Skinny Shaming – The Other Side of the Coin

I honestly can’t believe that this is a “thing.” When did it become acceptable for us to criticize each other  based on our shapes and sizes? I honestly can’t even remember. More often than not, the shape that we have is not something that we can control. Some women have larger hips and are curvier, while other women have a slim “stick-like” figure. In this blog, I will share a few stories with you regarding the skinny body figure of a few of my closest friends.

I had a really good friend who was really, really skinny. She used to eat all the time to try and gain weight but nothing seemed to help. She would eat all sorts of unhealthy foods throughout the day and sometimes, well into the early morning hours. She read online that these were the reasons for why people gained weight so quickly, and that’s exactly what she wanted. The only problem? Her body is naturally different from the rest of these women who posted on the forums. Her body processed things differently, so it was very difficult for her to gain weight. The huge problem with her approach was very obvious – even though she did not physically look any curvier or more “shapely,” she was poisoning her body. So, you may ask, why did she did this to herself?

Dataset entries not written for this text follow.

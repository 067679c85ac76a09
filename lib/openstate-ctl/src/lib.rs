// This Source Code Form is subject to the terms of the Mozilla Public
// License, v. 2.0. If a copy of the MPL was not distributed with this
// file, You can obtain one at https://mozilla.org/MPL/2.0/.

// Copyright 2025 Oxide Computer Company

//! A controller-side handle to an OpenState datapath.
//!
//! Messages are framed by the OpenFlow header's length field over any
//! reliable, ordered byte stream. Several requests may be outstanding
//! at once: [`OpenStateHdl::send`] returns the xid of each, and
//! [`OpenStateHdl::wait`] collects the replies of one xid, parking
//! replies for other xids until they are asked for.
//!
//! The datapath answers requests in the order it receives them and
//! sends nothing for a control command that succeeds. A command is
//! therefore known to have succeeded once a reply to anything sent
//! after it arrives. When nothing later is in flight, waiting on a
//! command sends a global state stats request as a barrier.

use openstate::api::DumpGlobalStateResp;
use openstate::api::DumpStateResp;
use openstate::api::ExpErrCode;
use openstate::api::Field;
use openstate::api::KeyRole;
use openstate::api::Masked32;
pub use openstate::api::OpenStateError;
use openstate::api::StateStatsFilter;
use openstate::wire::Message;
use openstate::wire::MsgBody;
use openstate::wire::MultipartFlags;
use openstate::wire::OFP_HEADER_LEN;
use openstate::wire::StateMod;
use openstate::wire::StateModCmd;
use openstate::wire::peek_len;
use std::collections::BTreeMap;
use std::io::Read;
use std::io::Write;
use std::net::TcpStream;
use std::net::ToSocketAddrs;
use thiserror::Error;

/// The default OpenFlow controller port.
pub const DEFAULT_PORT: u16 = 6653;

/// Errors related to talking to an OpenState datapath.
#[derive(Debug, Error)]
pub enum Error {
    #[error("error on control channel: {0}")]
    Io(#[from] std::io::Error),

    #[error("codec error: {0}")]
    Codec(#[from] OpenStateError),

    #[error("the datapath closed the control channel")]
    Closed,

    #[error("xid {0} is not outstanding")]
    UnknownXid(u32),

    /// The datapath rejected the request.
    #[error("request {xid} failed: {code:?}")]
    Remote { xid: u32, code: ExpErrCode },

    #[error("unexpected reply to xid {xid}: {body}")]
    UnexpectedReply { xid: u32, body: String },
}

/// Read one OpenFlow message from `r`.
///
/// Returns `Ok(None)` when the stream ends cleanly on a message
/// boundary.
pub fn read_frame(r: &mut impl Read) -> Result<Option<Vec<u8>>, Error> {
    let mut buf = vec![0u8; OFP_HEADER_LEN];
    let mut got = 0;
    while got < OFP_HEADER_LEN {
        match r.read(&mut buf[got..])? {
            0 if got == 0 => return Ok(None),
            0 => return Err(Error::Closed),
            n => got += n,
        }
    }

    // peek_len() only returns None for a short header.
    let len = peek_len(&buf)?.unwrap_or(OFP_HEADER_LEN);
    buf.resize(len, 0);
    r.read_exact(&mut buf[OFP_HEADER_LEN..])?;
    Ok(Some(buf))
}

#[derive(Clone, Copy, Debug, Eq, PartialEq)]
enum ReqKind {
    /// Answered only on failure.
    Command,
    /// Always answered.
    Request,
}

/// An outstanding transaction.
#[derive(Debug)]
struct Pending {
    kind: ReqKind,
    /// Position in send order.
    seq: u64,
    replies: Vec<MsgBody>,
    done: bool,
}

/// The handle used to send control messages to a datapath.
#[derive(Debug)]
pub struct OpenStateHdl<S = TcpStream> {
    stream: S,
    next_xid: u32,
    next_seq: u64,
    pending: BTreeMap<u32, Pending>,
}

impl OpenStateHdl<TcpStream> {
    /// Connect to the datapath listening on `addr`.
    pub fn connect(addr: impl ToSocketAddrs) -> Result<Self, Error> {
        let stream = TcpStream::connect(addr)?;
        stream.set_nodelay(true)?;
        Ok(Self::new(stream))
    }
}

impl<S: Read + Write> OpenStateHdl<S> {
    /// Create a handle over an already established stream.
    pub fn new(stream: S) -> Self {
        Self { stream, next_xid: 1, next_seq: 0, pending: BTreeMap::new() }
    }

    fn alloc_xid(&mut self) -> u32 {
        loop {
            let xid = self.next_xid;
            self.next_xid = self.next_xid.wrapping_add(1).max(1);
            if !self.pending.contains_key(&xid) {
                return xid;
            }
        }
    }

    /// The number of transactions sent but not yet waited on.
    pub fn outstanding(&self) -> usize {
        self.pending.len()
    }

    /// Send `body` without waiting for its outcome and return its
    /// xid. Every xid returned must eventually be passed to
    /// [`Self::wait`].
    pub fn send(&mut self, body: MsgBody) -> Result<u32, Error> {
        let kind = match body {
            MsgBody::StateStatsRequest(_)
            | MsgBody::GlobalStateStatsRequest => ReqKind::Request,
            _ => ReqKind::Command,
        };

        let xid = self.alloc_xid();
        let buf = Message::new(xid, body).encode()?;
        self.stream.write_all(&buf)?;

        let seq = self.next_seq;
        self.next_seq += 1;
        self.pending.insert(xid, Pending {
            kind,
            seq,
            replies: vec![],
            done: false,
        });
        Ok(xid)
    }

    /// Read one reply and file it under its xid.
    fn recv(&mut self) -> Result<(), Error> {
        let buf = read_frame(&mut self.stream)?.ok_or(Error::Closed)?;
        let msg = Message::decode(&buf)?;

        let done = match &msg.body {
            MsgBody::StateStatsReply { flags, .. } => {
                !flags.contains(MultipartFlags::REPLY_MORE)
            }
            MsgBody::GlobalStateStatsReply { .. } | MsgBody::Error { .. } => {
                true
            }
            body => {
                return Err(Error::UnexpectedReply {
                    xid: msg.xid,
                    body: format!("{body:?}"),
                });
            }
        };

        let Some(p) = self.pending.get_mut(&msg.xid) else {
            return Err(Error::UnexpectedReply {
                xid: msg.xid,
                body: format!("{:?}", msg.body),
            });
        };
        p.replies.push(msg.body);
        p.done |= done;

        // Everything sent before this request has been processed.
        let seq = p.seq;
        for p in self.pending.values_mut() {
            if p.kind == ReqKind::Command && p.seq < seq {
                p.done = true;
            }
        }

        Ok(())
    }

    fn recv_until_done(&mut self, xid: u32) -> Result<(), Error> {
        loop {
            match self.pending.get(&xid) {
                None => return Err(Error::UnknownXid(xid)),
                Some(p) if p.done => return Ok(()),
                Some(_) => self.recv()?,
            }
        }
    }

    /// Wait until the datapath has processed everything sent so far.
    pub fn barrier(&mut self) -> Result<(), Error> {
        let xid = self.send(MsgBody::GlobalStateStatsRequest)?;
        self.wait(xid).map(|_| ())
    }

    /// Wait for the outcome of `xid` and return its replies, which are
    /// empty for a successful command.
    pub fn wait(&mut self, xid: u32) -> Result<Vec<MsgBody>, Error> {
        let p = self.pending.get(&xid).ok_or(Error::UnknownXid(xid))?;
        let needs_barrier = p.kind == ReqKind::Command
            && !p.done
            && !self
                .pending
                .values()
                .any(|q| q.kind == ReqKind::Request && q.seq > p.seq);
        if needs_barrier {
            self.barrier()?;
        }

        self.recv_until_done(xid)?;
        let p = self.pending.remove(&xid).ok_or(Error::UnknownXid(xid))?;
        let failed = p.replies.iter().find_map(|body| match body {
            MsgBody::Error { code, .. } => Some(*code),
            _ => None,
        });
        match failed {
            Some(code) => Err(Error::Remote { xid, code }),
            None => Ok(p.replies),
        }
    }

    fn run_cmd(&mut self, body: MsgBody) -> Result<(), Error> {
        let xid = self.send(body)?;
        self.wait(xid).map(|_| ())
    }

    /// Mark a table stateful or stateless. Making a table stateless
    /// discards its state entries.
    pub fn configure_table(
        &mut self,
        table_id: u8,
        stateful: bool,
    ) -> Result<(), Error> {
        self.run_cmd(MsgBody::ConfigureStatefulTable { table_id, stateful })
    }

    /// Set the lookup or update extractor of a stateful table.
    pub fn set_extractor(
        &mut self,
        table_id: u8,
        role: KeyRole,
        fields: Vec<Field>,
    ) -> Result<(), Error> {
        self.run_cmd(MsgBody::SetKeyExtractor { role, table_id, fields })
    }

    /// Send a masked write to the state of `key`.
    pub fn send_set_state(
        &mut self,
        table_id: u8,
        key: Vec<u8>,
        state: Masked32,
    ) -> Result<u32, Error> {
        self.send(MsgBody::StateMod(StateMod {
            cmd: StateModCmd::SetFlowState,
            table_id,
            key,
            state,
        }))
    }

    /// Apply a masked write to the state of `key`.
    pub fn set_state(
        &mut self,
        table_id: u8,
        key: Vec<u8>,
        state: Masked32,
    ) -> Result<(), Error> {
        let xid = self.send_set_state(table_id, key, state)?;
        self.wait(xid).map(|_| ())
    }

    /// Delete the state entry of `key`, if there is one.
    pub fn del_state(
        &mut self,
        table_id: u8,
        key: Vec<u8>,
    ) -> Result<(), Error> {
        self.run_cmd(MsgBody::StateMod(StateMod {
            cmd: StateModCmd::DelFlowState,
            table_id,
            key,
            state: Masked32::default(),
        }))
    }

    /// Apply a masked write to the global flags.
    pub fn set_global_state(&mut self, flags: Masked32) -> Result<(), Error> {
        self.run_cmd(MsgBody::SetGlobalState(flags))
    }

    /// Clear every global flag.
    pub fn reset_global_state(&mut self) -> Result<(), Error> {
        self.run_cmd(MsgBody::ResetGlobalState)
    }

    /// Send a state stats request; collect it with
    /// [`Self::wait_dump_state`].
    pub fn send_dump_state(
        &mut self,
        filter: StateStatsFilter,
    ) -> Result<u32, Error> {
        self.send(MsgBody::StateStatsRequest(filter))
    }

    /// Wait for the state stats request `xid`, reassembling a reply
    /// that spans several messages.
    pub fn wait_dump_state(
        &mut self,
        xid: u32,
    ) -> Result<DumpStateResp, Error> {
        let mut resp = DumpStateResp::default();
        for body in self.wait(xid)? {
            match body {
                MsgBody::StateStatsReply { entries, .. } => {
                    resp.entries.extend(entries);
                }

                body => {
                    return Err(Error::UnexpectedReply {
                        xid,
                        body: format!("{body:?}"),
                    });
                }
            }
        }
        Ok(resp)
    }

    /// Dump the state entries selected by `filter`.
    pub fn dump_state(
        &mut self,
        filter: StateStatsFilter,
    ) -> Result<DumpStateResp, Error> {
        let xid = self.send_dump_state(filter)?;
        self.wait_dump_state(xid)
    }

    /// Read the global flags.
    pub fn dump_global_state(&mut self) -> Result<DumpGlobalStateResp, Error> {
        let xid = self.send(MsgBody::GlobalStateStatsRequest)?;
        match self.wait(xid)?.pop() {
            Some(MsgBody::GlobalStateStatsReply { flags }) => {
                Ok(DumpGlobalStateResp { flags })
            }

            body => {
                Err(Error::UnexpectedReply { xid, body: format!("{body:?}") })
            }
        }
    }
}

Ever since she was a child, she was told that she would never find a husband because no husband wants such a skinny wife.

From the outside, I never really understood it either. It wasn’t until her and I had a heart-to-heart talk that all of her insecurities came out. Ever since she was a child, she was told that she would never find a husband because no husband wants such a skinny wife. Could you imagine hearing that at the very young age of 4? Thinking that you won’t be loved not because of your personality, interests, etc. but rather because of your looks? Right off the bat, she was being trained to be more concerned with trying to gain weight (and as a result, curves) instead of making and working towards achieving goals related to her education and career.
I was horrified when she revealed this to me. But that’s not where it stopped. She went on to tell me that sometimes when she’s studying on campus, her peers would ask her if she was doing okay because she looked “very skinny and ill.” People constantly told her to eat more and that she should “take care of herself.” The worst part was that she actually was taking care of herself; she was very healthy! The words of these strangers, the same ones that she’s heard her whole life, was what drove her to become unhealthy.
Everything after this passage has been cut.